Sur Internet -  prendre un abonnement MobileMe 

Chez vous - utilise une machine (MacMini Serveur) pour récupéré les mails

Dans les deux cas vous pouvez synchroniser autant de Macs/iPhone etc. que vous voulez.


----------



## sandc (13 Août 2010)

Je vous remercie pour votre réponse. 

J'ai déjà pris un abonnement Mobile me, et ça ne convient pas pour ce que je souhaite faire, car mobile me redirige tout les mails vers l'adresse @me.com, donc oui ça synchronise, mais il faut toujours utiliser l'adresse @me.com, hors c'est une adresse e-mail que je n'utilise pas, car j'ai déjà plusieurs autres adresse e-mail (dont une qui est utilisé pour mon entreprise). J'ai aussi essayer de rediriger mes mails vers mobile me, mais en faite ça faisait comme une sorte de boucle et les mails arrivait tout le temps en boucle (mon adresse e-mail et mon adresse @me.com se renvoyant à tour de rôle les e-mails).
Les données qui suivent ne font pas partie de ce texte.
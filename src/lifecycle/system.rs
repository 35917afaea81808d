use std::time::Duration;
use tracing::{error, info};

use crate::clients::StoreClient;
use crate::daemon::{StatusRefreshDaemon, DEFAULT_REFRESH_INTERVAL};
use crate::store::{self, Database, StoreError};

/// The runtime orchestrator for the ordering engine.
///
/// `RestaurantSystem` is responsible for:
/// - **Lifecycle**: spawning the store task and the status refresh daemon,
///   and tearing both down cleanly.
/// - **Session demarcation**: running the archival sweep exactly once at
///   start, so `paid`/`cancelled` leftovers from a previous session become
///   their `-completed` variants before any new request is served.
/// - **Handle distribution**: exposing the cloneable [`StoreClient`] that
///   the dispatch layer, the daemon, and any embedding UI all share.
///
/// # Example
///
/// ```ignore
/// let system = RestaurantSystem::start(store::seed::demo_database()?).await?;
/// let reply = dispatch::execute_tool(system.client(), "get_categories", json!({})).await;
/// system.shutdown().await;
/// ```
pub struct RestaurantSystem {
    client: StoreClient,
    daemon: StatusRefreshDaemon,
    store_handle: tokio::task::JoinHandle<()>,
}

impl RestaurantSystem {
    /// Start the system over `db` with the default refresh cadence.
    pub async fn start(db: Database) -> Result<Self, StoreError> {
        Self::start_with_refresh_interval(db, DEFAULT_REFRESH_INTERVAL).await
    }

    /// Start with an explicit refresh cadence (tests shorten it).
    pub async fn start_with_refresh_interval(
        db: Database,
        refresh_interval: Duration,
    ) -> Result<Self, StoreError> {
        let (actor, client) = store::new(db);
        let store_handle = tokio::spawn(actor.run());

        // Demarcate the previous session before anything else touches the
        // ledger.
        let archived = client.finalize_session().await?;
        info!(archived, "Session started");

        let daemon = StatusRefreshDaemon::spawn(client.clone(), refresh_interval);

        Ok(Self { client, daemon, store_handle })
    }

    /// The shared store handle.
    pub fn client(&self) -> &StoreClient {
        &self.client
    }

    /// Stop the daemon, then release the store task and wait for it.
    ///
    /// Dropping the last client closes the store's channel; the store task
    /// drains whatever is queued and exits.
    pub async fn shutdown(self) {
        info!("Shutting down system...");
        self.daemon.shutdown().await;
        drop(self.client);
        if let Err(join_error) = self.store_handle.await {
            error!(%join_error, "Store task failed");
        }
        info!("System shutdown complete.");
    }
}
//! # Observability & Tracing
//!
//! [`setup_tracing`] initializes structured logging for the whole engine.
//! Call it once, from the binary or a test harness.
//!
//! The compact format hides module paths (`with_target(false)`); log lines
//! carry structured fields instead (order ids, item names, advanced-row
//! counts). Verbosity is driven by `RUST_LOG`:
//!
//! ```bash
//! # Compact operational logs
//! RUST_LOG=info cargo run
//!
//! # Full request payloads at the store and dispatch boundaries
//! RUST_LOG=debug cargo run
//! ```
//!
//! What gets traced:
//!
//! - **Store task lifecycle**: startup, shutdown, final ledger size
//! - **Every store request**: payload at debug, outcome at info/warn
//! - **Dispatch boundary**: tool name, input, rendered output
//! - **Daemon**: tick outcomes and the cooperative stop
pub fn setup_tracing() {
    tracing_subscriber::fmt()
        .with_env_filter(tracing_subscriber::EnvFilter::from_default_env())
        .with_target(false) // Structured fields carry the context instead
        .compact()
        .init();
}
Pour la deuxième solution, je ne souhaite pas investir dans une machine supplémentaire.

Je ne sais pas s'il est possible de créer une sorte de réseau ou autre afin de réussir à synchroniser les mails sur les deux ordinateurs quand je les allument tout les deux.


----------



## Laurent_h (13 Août 2010)

sandc a dit:


> Je vous remercie pour votre réponse.
> 
> J'ai déjà pris un abonnement Mobile me, et ça ne convient pas pour ce que je souhaite faire, car mobile me redirige tout les mails vers l'adresse @me.com, donc oui ça synchronise, mais il faut toujours utiliser l'adresse @me.com, hors c'est une adresse e-mail que je n'utilise pas, car j'ai déjà plusieurs autres adresse e-mail (dont une qui est utilisé pour mon entreprise). J'ai aussi essayer de rediriger mes mails vers mobile me, mais en faite ça faisait comme une sorte de boucle et les mails arrivait tout le temps en boucle (mon adresse e-mail et mon adresse @me.com se renvoyant à tour de rôle les e-mails).
> 
> ...



Utiliser le protocole IMAP ou Exchange (en fonction de l'adresse)


----------



## darkslide (13 Août 2010)

sandc a dit:


> mobile me redirige tout les mails vers l'adresse @me.com,


 
ooop's j'avais oublier ce petit détail - sorry! 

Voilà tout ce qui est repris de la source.